• [AIM OF THE EXERCISE]: Every line of the data that includes "SpeechCapture" should be copied out.

-- DATA EXTRACTS follows --

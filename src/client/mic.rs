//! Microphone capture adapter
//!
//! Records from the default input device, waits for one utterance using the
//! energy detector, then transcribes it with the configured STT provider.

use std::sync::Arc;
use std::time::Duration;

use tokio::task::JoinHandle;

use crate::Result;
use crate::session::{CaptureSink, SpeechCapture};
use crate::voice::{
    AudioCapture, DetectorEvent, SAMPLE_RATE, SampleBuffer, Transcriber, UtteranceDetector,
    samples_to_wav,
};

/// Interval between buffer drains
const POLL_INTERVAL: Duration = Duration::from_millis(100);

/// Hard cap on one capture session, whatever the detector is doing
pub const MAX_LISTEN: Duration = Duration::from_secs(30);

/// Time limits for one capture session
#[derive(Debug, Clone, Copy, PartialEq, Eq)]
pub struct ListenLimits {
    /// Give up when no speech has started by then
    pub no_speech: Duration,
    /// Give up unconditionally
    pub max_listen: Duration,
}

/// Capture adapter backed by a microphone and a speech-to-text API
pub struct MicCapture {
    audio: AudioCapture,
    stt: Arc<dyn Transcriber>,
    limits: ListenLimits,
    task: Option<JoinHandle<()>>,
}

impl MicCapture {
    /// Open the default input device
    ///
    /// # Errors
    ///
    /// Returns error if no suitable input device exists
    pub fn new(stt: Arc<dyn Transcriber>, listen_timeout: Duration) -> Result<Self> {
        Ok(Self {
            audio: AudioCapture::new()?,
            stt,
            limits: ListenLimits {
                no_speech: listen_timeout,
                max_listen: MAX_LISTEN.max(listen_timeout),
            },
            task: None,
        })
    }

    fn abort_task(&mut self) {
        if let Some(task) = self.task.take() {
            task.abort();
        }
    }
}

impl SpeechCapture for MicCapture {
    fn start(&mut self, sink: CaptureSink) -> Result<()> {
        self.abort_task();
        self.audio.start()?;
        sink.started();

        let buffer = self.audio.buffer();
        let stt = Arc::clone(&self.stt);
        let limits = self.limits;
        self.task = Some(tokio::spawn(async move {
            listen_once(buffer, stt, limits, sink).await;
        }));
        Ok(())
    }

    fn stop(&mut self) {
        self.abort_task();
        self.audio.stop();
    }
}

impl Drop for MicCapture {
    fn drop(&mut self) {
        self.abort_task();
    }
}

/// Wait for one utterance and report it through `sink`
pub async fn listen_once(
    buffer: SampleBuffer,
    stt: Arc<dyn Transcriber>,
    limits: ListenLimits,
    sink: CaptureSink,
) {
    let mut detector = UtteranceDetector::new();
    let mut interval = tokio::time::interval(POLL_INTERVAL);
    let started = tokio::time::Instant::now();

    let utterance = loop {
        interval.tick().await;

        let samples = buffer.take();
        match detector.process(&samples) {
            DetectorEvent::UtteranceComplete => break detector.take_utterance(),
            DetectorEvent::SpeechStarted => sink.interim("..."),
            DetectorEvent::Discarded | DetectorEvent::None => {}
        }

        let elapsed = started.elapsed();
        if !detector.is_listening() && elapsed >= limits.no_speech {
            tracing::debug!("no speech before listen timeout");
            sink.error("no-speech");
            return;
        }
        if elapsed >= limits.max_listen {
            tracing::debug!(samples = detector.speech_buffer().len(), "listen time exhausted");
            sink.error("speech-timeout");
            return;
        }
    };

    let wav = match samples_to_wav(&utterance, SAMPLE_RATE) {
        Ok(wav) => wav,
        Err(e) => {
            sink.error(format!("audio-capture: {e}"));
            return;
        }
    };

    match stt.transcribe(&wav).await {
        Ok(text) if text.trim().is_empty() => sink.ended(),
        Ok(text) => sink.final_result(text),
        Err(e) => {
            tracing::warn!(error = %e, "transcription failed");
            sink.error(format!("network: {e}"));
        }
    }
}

-- DATA EXTRACTS concluded --

• [REPLY]:
use crate::session::{CaptureSink, SpeechCapture};
impl SpeechCapture for MicCapture {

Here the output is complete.